Wednesday, December 18, 2013

National Optical Astronomical Observatory (NOAO): App to review Large Synoptic Survey Telescope Data

The Large Magellanic Cloud, an irregular galaxy, is visible in the night sky over the Earth's Southern Hemisphere and may contain hidden astronomical wonders yet to be revealed in the images collected by the Large Synoptic Survey Telescope (LSST)

Credit: NASA)

University of Arizona computer scientists are teaming up with astronomers at the National Optical Astronomical Observatory (NOAO) to develop a computer program that will sort through the millions of objects detected by the Large Synoptic Survey Telescope (LSST) and create a list of priorities for astronomers to investigate.

The project has recently received a three-year INSPIRE grant, worth more than $700,000, from the National Science Foundation.

"The University of Arizona and NOAO were among the original founding members of the LSST project, making our collaboration to help ensure its success especially appropriate," said Tom Matheson, an associate astronomer at the Tucson-based NOAO.

High in the Andean peaks of Chile, work is underway to build a telescope that will photograph the entire Southern Hemisphere of the sky every three nights for 10 years.

The LSST will create a map of the sky unlike any other, showing changes in astronomical objects almost as they happen over the 10-year period, and opening a floodgate for new astronomical discoveries and research worldwide as new objects are detected each night.

Located in the foothills of the Andes Mountains in Chile, the Large Synoptic Survey Telescope will photograph the entire Southern Hemisphere of the sky every three days for ten years beginning in 2022. 

Credit: Suzanne Jacoby /LSST Project Office

Photographing a portion of the southern sky every 37 seconds each night, the LSST will compile a database of approximately a thousand images per night.

"We can take the picture from one night and subtract it from the picture from three nights before. Everything that has changed will show up in the image, so we can study how the sky varies," Matheson said.
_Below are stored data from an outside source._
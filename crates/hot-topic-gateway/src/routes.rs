//! Request handlers for `/health` and `/workflow`.

use std::sync::Arc;

use axum::extract::State;
use axum::http::StatusCode;
use axum::response::{IntoResponse, Response};
use axum::Json;
use bytes::Bytes;
use serde::Deserialize;
use serde_json::{Value, json};
use tracing::{error, info, warn};

use hot_topic_core::events::DEVELOPER_HOT_TOPIC_WORKFLOW;
use hot_topic_core::types::TopicQuery;
use hot_topic_workflow::LookupError;

use crate::relay::stream_run;
use crate::state::GatewayState;

/// Body accepted by `POST /workflow`.
#[derive(Debug, Default, Deserialize)]
pub struct WorkflowRequest {
    #[serde(default)]
    pub target_date: Option<String>,
}

fn timestamp() -> String {
    chrono::Utc::now().to_rfc3339_opts(chrono::SecondsFormat::Millis, true)
}

fn json_response(status: StatusCode, body: Value) -> Response {
    (status, Json(body)).into_response()
}

pub async fn health_get() -> Response {
    json_response(
        StatusCode::OK,
        json!({
            "status": "ok",
            "timestamp": timestamp(),
            "message": "Health check API is working",
        }),
    )
}

/// Echo the posted JSON along with the deployment flags.
pub async fn health_post(State(state): State<Arc<GatewayState>>, body: Bytes) -> Response {
    match serde_json::from_slice::<Value>(&body) {
        Ok(received) => json_response(
            StatusCode::OK,
            json!({
                "status": "ok",
                "timestamp": timestamp(),
                "message": "POST method is working",
                "receivedData": received,
                "environment": state.env,
            }),
        ),
        Err(e) => json_response(
            StatusCode::INTERNAL_SERVER_ERROR,
            json!({ "status": "error", "message": e.to_string() }),
        ),
    }
}

/// Validate the request, resolve the workflow and stream the run.
pub async fn run_workflow(State(state): State<Arc<GatewayState>>, body: Bytes) -> Response {
    let env = &state.env;
    if env.is_hosted() {
        info!(
            app_env = ?env.app_env,
            platform = ?env.platform,
            platform_env = ?env.platform_env,
            "Workflow request received"
        );
    } else {
        info!("Workflow request received");
    }

    let request = match serde_json::from_slice::<WorkflowRequest>(&body) {
        Ok(request) => request,
        Err(e) => {
            warn!(error = %e, "Malformed workflow request");
            return json_response(
                StatusCode::INTERNAL_SERVER_ERROR,
                json!({ "error": e.to_string() }),
            );
        }
    };

    if state.config.debug_skip_pipeline() {
        warn!("Debug mode: skipping pipeline");
        return json_response(
            StatusCode::OK,
            json!({
                "message": "Debug mode: pipeline skipped",
                "target_date": request.target_date,
                "timestamp": timestamp(),
            }),
        );
    }

    let query = match TopicQuery::from_optional_str(request.target_date.as_deref()) {
        Ok(query) => query,
        Err(e) => {
            warn!(error = %e, "Invalid target date");
            return json_response(
                StatusCode::INTERNAL_SERVER_ERROR,
                json!({ "error": e.to_string() }),
            );
        }
    };

    let runner = match state.workflows.get(DEVELOPER_HOT_TOPIC_WORKFLOW) {
        Ok(runner) => runner,
        Err(LookupError::NotFound(id)) => {
            warn!(workflow = %id, "Workflow not registered");
            return json_response(
                StatusCode::NOT_FOUND,
                json!({ "error": "Workflow not found" }),
            );
        }
        Err(LookupError::Init(e)) => {
            error!(error = %e, "Workflow initialization failed");
            return json_response(
                StatusCode::INTERNAL_SERVER_ERROR,
                json!({
                    "error": "Failed to initialize workflow",
                    "details": e.to_string(),
                }),
            );
        }
    };

    info!(workflow = runner.id(), target_date = ?query.target_date, "Starting workflow stream");
    stream_run(runner, query)
}

#[cfg(test)]
mod tests {
    use super::*;

    #[test]
    fn test_request_date_is_optional() {
        let request: WorkflowRequest = serde_json::from_str("{}").unwrap();
        assert!(request.target_date.is_none());

        let request: WorkflowRequest =
            serde_json::from_str(r#"{"target_date":"2024-10-03"}"#).unwrap();
        assert_eq!(request.target_date.as_deref(), Some("2024-10-03"));
    }

    #[test]
    fn test_non_string_date_is_rejected() {
        assert!(serde_json::from_str::<WorkflowRequest>(r#"{"target_date":20241003}"#).is_err());
    }
}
"What we'll get is essentially a movie of the entire southern sky. At the end of the 10 years we can add up all the images and get a really deep picture of objects over the entire southern sky. It's a really fantastic science resource for astronomy," he added.

"It's also a huge amount of data," Matheson said. "In any one of those frames there will be about 10,000 things that change, so that's 10 million objects per night that have changed and we're going to have to figure out what of those is astronomically interesting."

While other astronomy projects are underway around the world to conduct similar surveys, none has ever attempted to map the sky on a scale such as this.

The problem: How to compare between 1 million and 10 million astronomical objects spotted each night by the LSST to the catalog of known objects, prioritize them based upon different factors, and generate a list of most important objects upon which astronomers around the world may train their telescopes.

The team: Matheson, UA associate professor of computer science and member of the UA BIO5 Institute, John Kececioglu, UA professor of computer science, Rick Snodgrass, UA professor of computer science, and NOAO astronomer Abhijit Saha.